*Exercise inputs*
┌────────
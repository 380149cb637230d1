//! rsage-stats-testdata
//! Synthetic galaxy catalogues shared by benches and tests.
//! `x` plays the role of log10 stellar mass, `y` a property that scales with it.

use rand::rngs::StdRng;
use rand::{Rng, SeedableRng};
use rand_distr::{Distribution, Exp, Normal};

/// Lower edge of the mass range every generator draws from (log10 Msun).
pub const MASS_LOW: f64 = 8.0;
/// Upper edge of the mass range (exclusive for binning purposes).
pub const MASS_HIGH: f64 = 12.0;

/// Available mass distributions.
#[derive(Clone, Copy, Debug)]
pub enum MassKind {
    /// Uniform in \[MASS_LOW, MASS_HIGH)
    Uniform,
    /// Steep low-mass end, roughly the shape of a stellar mass function
    Schechter,
    /// A few tight clusters of galaxies, so many bins stay empty or sparse
    Clumped,
    /// Uniform, plus ~5% of samples outside the mass range
    WithOutliers,
}

/// A deterministic catalogue of `n` galaxies.
#[derive(Clone, Debug, PartialEq)]
pub struct Catalogue {
    pub x: Vec<f64>,
    pub y: Vec<f64>,
}

impl Catalogue {
    pub fn len(&self) -> usize {
        self.x.len()
    }
    pub fn is_empty(&self) -> bool {
        self.x.is_empty()
    }

    /// Split into `parts` contiguous pieces (the last ones may be empty).
    pub fn split(&self, parts: usize) -> Vec<Catalogue> {
        assert!(parts > 0, "split() requires at least one part");
        let chunk = self.len().div_ceil(parts).max(1);
        let mut out: Vec<Catalogue> = self
            .x
            .chunks(chunk)
            .zip(self.y.chunks(chunk))
            .map(|(x, y)| Catalogue {
                x: x.to_vec(),
                y: y.to_vec(),
            })
            .collect();
        out.resize(
            parts,
            Catalogue {
                x: Vec::new(),
                y: Vec::new(),
            },
        );
        out
    }
}

/// Generate `n` galaxies: `y = 0.8·(x − 10) + N(0, scatter²)`.
pub fn gen_catalogue(kind: MassKind, n: usize, scatter: f64, seed: u64) -> Catalogue {
    let mut rng = StdRng::seed_from_u64(seed);
    let noise = Normal::new(0.0, scatter).unwrap();
    let mut x = Vec::with_capacity(n);
    let mut y = Vec::with_capacity(n);

    for _ in 0..n {
        let m = match kind {
            MassKind::Uniform => rng.random_range(MASS_LOW..MASS_HIGH),
            MassKind::Schechter => {
                let tail = Exp::new(2.0).unwrap();
                let d: f64 = tail.sample(&mut rng);
                (MASS_LOW + d).min(MASS_HIGH - 1e-9)
            }
            MassKind::Clumped => {
                let center = match rng.random_range(0..3) {
                    0 => 8.6,
                    1 => 9.9,
                    _ => 11.3,
                };
                center + rng.random_range(-0.05..0.05)
            }
            MassKind::WithOutliers => {
                if rng.random_range(0..100) < 5 {
                    if rng.random_bool(0.5) {
                        MASS_LOW - rng.random_range(0.1..2.0)
                    } else {
                        MASS_HIGH + rng.random_range(0.0..2.0)
                    }
                } else {
                    rng.random_range(MASS_LOW..MASS_HIGH)
                }
            }
        };
        let e: f64 = noise.sample(&mut rng);
        x.push(m);
        y.push(0.8 * (m - 10.0) + e);
    }
    Catalogue { x, y }
}

#[cfg(test)]
mod tests {
    use super::*;

    #[test]
    fn smoke_gen() {
        for kind in [MassKind::Uniform, MassKind::Schechter, MassKind::Clumped] {
            let c = gen_catalogue(kind, 5_000, 0.3, 7);
            assert_eq!(c.len(), 5_000);
            assert!(c.x.iter().all(|&m| (MASS_LOW..MASS_HIGH).contains(&m)));
            assert!(c.y.iter().all(|v| v.is_finite()));
        }
        let c = gen_catalogue(MassKind::WithOutliers, 5_000, 0.3, 7);
        assert!(c.x.iter().any(|&m| !(MASS_LOW..MASS_HIGH).contains(&m)));
    }

    #[test]
    fn same_seed_same_catalogue() {
        let a = gen_catalogue(MassKind::Schechter, 100, 0.1, 42);
        let b = gen_catalogue(MassKind::Schechter, 100, 0.1, 42);
        assert_eq!(a, b);
    }

    #[test]
    fn split_keeps_every_sample() {
        let c = gen_catalogue(MassKind::Uniform, 11, 0.1, 1);
        let parts = c.split(5);
        assert_eq!(parts.len(), 5);
        assert_eq!(parts.iter().map(Catalogue::len).sum::<usize>(), 11);
    }
}
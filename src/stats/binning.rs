// src/stats/binning.rs
//
// Fixed-width histogram binning of a dependent quantity against an independent one.
//
// Bins are half-open `[low + i·width, low + (i+1)·width)`; the last bin stops at `high`.
// Samples outside `[low, high)` (or with a non-finite independent value) are dropped and
// counted, never reported as errors.

use serde::{Deserialize, Serialize};

use crate::error::{ensure_same_len, StatsError, StatsResult};
use crate::stats::moments::Moments;
use crate::stats::summary::Summary;

/* ============================
 * Bin specification
 * ============================ */

/// Largest bin count a specification may ask for.
pub const MAX_BINS: usize = u32::MAX as usize;

#[derive(Debug, Clone, Copy, Serialize, Deserialize)]
struct RawBinSpec {
    low: f64,
    high: f64,
    width: f64,
}

/// `(lower_bound, upper_bound, bin_width)` over the independent variable.
#[derive(Debug, Clone, Copy, PartialEq, Serialize, Deserialize)]
#[serde(try_from = "RawBinSpec", into = "RawBinSpec")]
pub struct BinSpec {
    low: f64,
    high: f64,
    width: f64,
    n_bins: usize,
}

impl TryFrom<RawBinSpec> for BinSpec {
    type Error = StatsError;
    fn try_from(raw: RawBinSpec) -> StatsResult<Self> {
        BinSpec::new(raw.low, raw.high, raw.width)
    }
}

impl From<BinSpec> for RawBinSpec {
    fn from(b: BinSpec) -> Self {
        RawBinSpec {
            low: b.low,
            high: b.high,
            width: b.width,
        }
    }
}

impl BinSpec {
    pub fn new(low: f64, high: f64, width: f64) -> StatsResult<Self> {
        if !(low.is_finite() && high.is_finite() && width.is_finite()) {
            return Err(StatsError::InvalidBinSpec {
                reason: format!("bounds and width must be finite (low={low}, high={high}, width={width})"),
            });
        }
        if width <= 0.0 {
            return Err(StatsError::InvalidBinSpec {
                reason: format!("width must be > 0 (got {width})"),
            });
        }
        if high <= low {
            return Err(StatsError::InvalidBinSpec {
                reason: format!("upper bound {high} must exceed lower bound {low}"),
            });
        }
        let quotient = (high - low) / width;
        if !quotient.is_finite() || quotient > MAX_BINS as f64 {
            return Err(StatsError::InvalidBinSpec {
                reason: format!(
                    "(high - low) / width = {quotient} exceeds the limit of {MAX_BINS} bins"
                ),
            });
        }
        Ok(Self {
            low,
            high,
            width,
            n_bins: bin_count(quotient),
        })
    }

    #[inline]
    pub fn low(&self) -> f64 {
        self.low
    }
    #[inline]
    pub fn high(&self) -> f64 {
        self.high
    }
    #[inline]
    pub fn width(&self) -> f64 {
        self.width
    }
    /// `N = ceil((high − low) / width)`.
    #[inline]
    pub fn n_bins(&self) -> usize {
        self.n_bins
    }

    /// Bin holding `x`, or `None` when the sample falls outside the range.
    #[inline]
    pub fn index_of(&self, x: f64) -> Option<usize> {
        if !x.is_finite() || x < self.low || x >= self.high {
            return None;
        }
        let i = ((x - self.low) / self.width).floor() as usize;
        (i < self.n_bins).then_some(i)
    }

    /// `low + (i + 0.5)·width` for every bin.
    pub fn centers(&self) -> Vec<f64> {
        (0..self.n_bins)
            .map(|i| self.low + (i as f64 + 0.5) * self.width)
            .collect()
    }
}

/// `ceil(span / width)`, snapping quotients that are integral up to rounding noise
/// (e.g. `(15 − 7) / 0.2`) so they do not gain a phantom bin.
///
/// `raw` is finite and at most [`MAX_BINS`], so the casts cannot saturate.
fn bin_count(raw: f64) -> usize {
    let nearest = raw.round();
    if (raw - nearest).abs() <= 1e-9 * nearest.max(1.0) {
        nearest as usize
    } else {
        raw.ceil() as usize
    }
}

/* ============================
 * Binned statistics
 * ============================ */

/// Output of [`bin_stats`]: per-bin statistics plus the number of dropped samples.
#[derive(Debug, Clone, PartialEq)]
pub struct BinnedStats {
    pub mean: Vec<f64>,
    pub std: Vec<f64>,
    pub count: Vec<f64>,
    pub sum: Vec<f64>,
    pub centers: Vec<f64>,
    /// Samples outside the bin range.
    pub dropped: u64,
    moments: Vec<Moments>,
}

impl BinnedStats {
    /// Hand the per-bin state to the combiner, keeping the exact spread of every bin.
    pub fn into_summary(self) -> Summary {
        Summary::from_moments(self.moments)
    }

    #[inline]
    pub fn n_bins(&self) -> usize {
        self.count.len()
    }
}

/// Bin `dependent` by `independent` and compute count, mean, population std and sum per bin.
///
/// Bins with fewer than three samples report `std = 0`; empty bins report zeros throughout.
pub fn bin_stats(independent: &[f64], dependent: &[f64], spec: &BinSpec) -> StatsResult<BinnedStats> {
    ensure_same_len("bin_stats(independent, dependent)", independent.len(), dependent.len())?;

    let n = spec.n_bins();
    let mut acc = vec![Welford::default(); n];
    let mut sum = vec![0.0_f64; n];
    let mut dropped = 0u64;

    for (&x, &y) in independent.iter().zip(dependent.iter()) {
        let Some(i) = spec.index_of(x) else {
            dropped += 1;
            continue;
        };
        acc[i].push(y);
        sum[i] += y;
    }

    let moments: Vec<Moments> = acc.into_iter().map(Welford::finish).collect();

    Ok(BinnedStats {
        mean: moments.iter().map(Moments::mean).collect(),
        std: moments.iter().map(Moments::std).collect(),
        count: moments.iter().map(Moments::count).collect(),
        sum,
        centers: spec.centers(),
        dropped,
        moments,
    })
}

/// Plain counts per bin (e.g. a stellar mass function before normalisation).
pub fn histogram(independent: &[f64], spec: &BinSpec) -> (Vec<f64>, u64) {
    let mut counts = vec![0.0_f64; spec.n_bins()];
    let mut dropped = 0u64;
    for &x in independent {
        match spec.index_of(x) {
            Some(i) => counts[i] += 1.0,
            None => dropped += 1,
        }
    }
    (counts, dropped)
}

/// Unbinned statistics of a whole sample set (one value per snapshot, say).
pub fn moments_of(values: &[f64]) -> Moments {
    let mut acc = Welford::default();
    for &v in values {
        acc.push(v);
    }
    acc.finish()
}

/// Welford accumulator on samples shifted by the first one seen, so a large common
/// offset does not eat into the precision of the spread.
#[derive(Debug, Clone, Copy, Default)]
struct Welford {
    shift: f64,
    count: f64,
    mean: f64,
    m2: f64,
}

impl Welford {
    #[inline]
    fn push(&mut self, y: f64) {
        if self.count == 0.0 {
            self.shift = y;
        }
        let v = y - self.shift;
        self.count += 1.0;
        let delta = v - self.mean;
        self.mean += delta / self.count;
        self.m2 += delta * (v - self.mean);
    }

    fn finish(self) -> Moments {
        Moments::from_m2(self.count, self.shift + self.mean, self.m2)
    }
}

#[cfg(test)]
mod tests {
    use super::*;
    use crate::stats::test_helpers::{assert_all_close, assert_exact, assert_rel_close};

    fn spec(low: f64, high: f64, width: f64) -> BinSpec {
        BinSpec::new(low, high, width).expect("valid spec")
    }

    #[test]
    fn empty_input_yields_zeroed_bins() {
        let out = bin_stats(&[], &[], &spec(0.0, 10.0, 2.0)).expect("bin");
        assert_eq!(out.n_bins(), 5);
        assert_eq!(out.count, vec![0.0; 5]);
        assert_eq!(out.mean, vec![0.0; 5]);
        assert_eq!(out.std, vec![0.0; 5]);
        assert_eq!(out.sum, vec![0.0; 5]);
        assert_eq!(out.dropped, 0);
    }

    #[test]
    fn out_of_range_samples_are_dropped_and_counted() {
        let out = bin_stats(&[-5.0, 15.0], &[1.0, 2.0], &spec(0.0, 10.0, 2.0)).expect("bin");
        assert!(out.count.iter().all(|&c| c == 0.0));
        assert!(out.mean.iter().all(|&m| m == 0.0));
        assert_eq!(out.dropped, 2);
    }

    #[test]
    fn upper_bound_is_exclusive() {
        let out = bin_stats(&[0.0, 10.0], &[1.0, 1.0], &spec(0.0, 10.0, 2.0)).expect("bin");
        assert_exact("first bin", 1.0, out.count[0]);
        assert_eq!(out.dropped, 1);
    }

    #[test]
    fn two_samples_in_a_bin_suppress_std() {
        let out = bin_stats(&[1.0, 1.5], &[1.0, 1.0], &spec(0.0, 10.0, 2.0)).expect("bin");
        assert_exact("count", 2.0, out.count[0]);
        assert_exact("mean", 1.0, out.mean[0]);
        assert_exact("std", 0.0, out.std[0]);
    }

    #[test]
    fn population_std_for_three_or_more() {
        let x = [0.5, 0.6, 0.7, 0.8];
        let y = [2.0, 4.0, 6.0, 8.0];
        let out = bin_stats(&x, &y, &spec(0.0, 1.0, 1.0)).expect("bin");
        assert_exact("mean", 5.0, out.mean[0]);
        assert_rel_close("std", 5.0_f64.sqrt(), out.std[0], 1e-12);
        assert_exact("sum", 20.0, out.sum[0]);
    }

    #[test]
    fn mismatched_lengths_are_rejected() {
        let err = bin_stats(&[1.0, 2.0], &[1.0], &spec(0.0, 10.0, 2.0)).unwrap_err();
        assert_eq!(
            err,
            StatsError::ShapeMismatch {
                context: "bin_stats(independent, dependent)",
                left: 2,
                right: 1
            }
        );
    }

    #[test]
    fn bin_count_ignores_rounding_noise_and_rounds_partial_bins_up() {
        assert_eq!(spec(7.0, 15.0, 0.2).n_bins(), 40);
        assert_eq!(spec(0.0, 10.0, 3.0).n_bins(), 4);
        assert_all_close("centers", &[1.0, 3.0, 5.0], &spec(0.0, 6.0, 2.0).centers(), 1e-15);
    }

    #[test]
    fn invalid_specs_are_rejected() {
        assert!(BinSpec::new(0.0, 1.0, 0.0).is_err());
        assert!(BinSpec::new(1.0, 1.0, 0.1).is_err());
        assert!(BinSpec::new(f64::NAN, 1.0, 0.1).is_err());
    }

    #[test]
    fn unallocatable_bin_counts_are_rejected() {
        // span overflows to infinity
        let err = BinSpec::new(-1e308, 1e308, 1.0).unwrap_err();
        assert!(matches!(err, StatsError::InvalidBinSpec { .. }), "{err}");
        // finite but far beyond any allocation
        assert!(BinSpec::new(0.0, 1.0, 1e-300).is_err());
        assert!(BinSpec::new(0.0, MAX_BINS as f64 * 2.0, 1.0).is_err());
        assert_eq!(BinSpec::new(0.0, 1e6, 1.0).unwrap().n_bins(), 1_000_000);
    }

    #[test]
    fn histogram_matches_binned_counts() {
        let x = [0.1, 0.2, 3.0, 9.9, 12.0];
        let (counts, dropped) = histogram(&x, &spec(0.0, 10.0, 2.0));
        assert_eq!(counts, vec![2.0, 1.0, 0.0, 0.0, 1.0]);
        assert_eq!(dropped, 1);
    }

    #[test]
    fn moments_of_whole_sample() {
        let m = moments_of(&[2.0, 4.0, 6.0, 8.0]);
        assert_exact("count", 4.0, m.count());
        assert_exact("mean", 5.0, m.mean());
        assert_rel_close("std", 5.0_f64.sqrt(), m.std(), 1e-12);
    }

    #[test]
    fn spread_survives_a_large_common_offset() {
        let values: Vec<f64> = (0..1000).map(|i| 1e9 + (i % 7) as f64).collect();
        let (mean, std, _) = crate::stats::test_helpers::direct_stats(&values);
        let m = moments_of(&values);
        assert_rel_close("mean", mean, m.mean(), 1e-15);
        assert_rel_close("std", std, m.std(), 1e-12);
    }
}
pub mod error;
pub mod stats;

pub use error::{StatsError, StatsResult};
└────────
*Instructions to follow*
A count is needed of the lines above that hold the word "const"; give that count and no other text.

*Response area*
3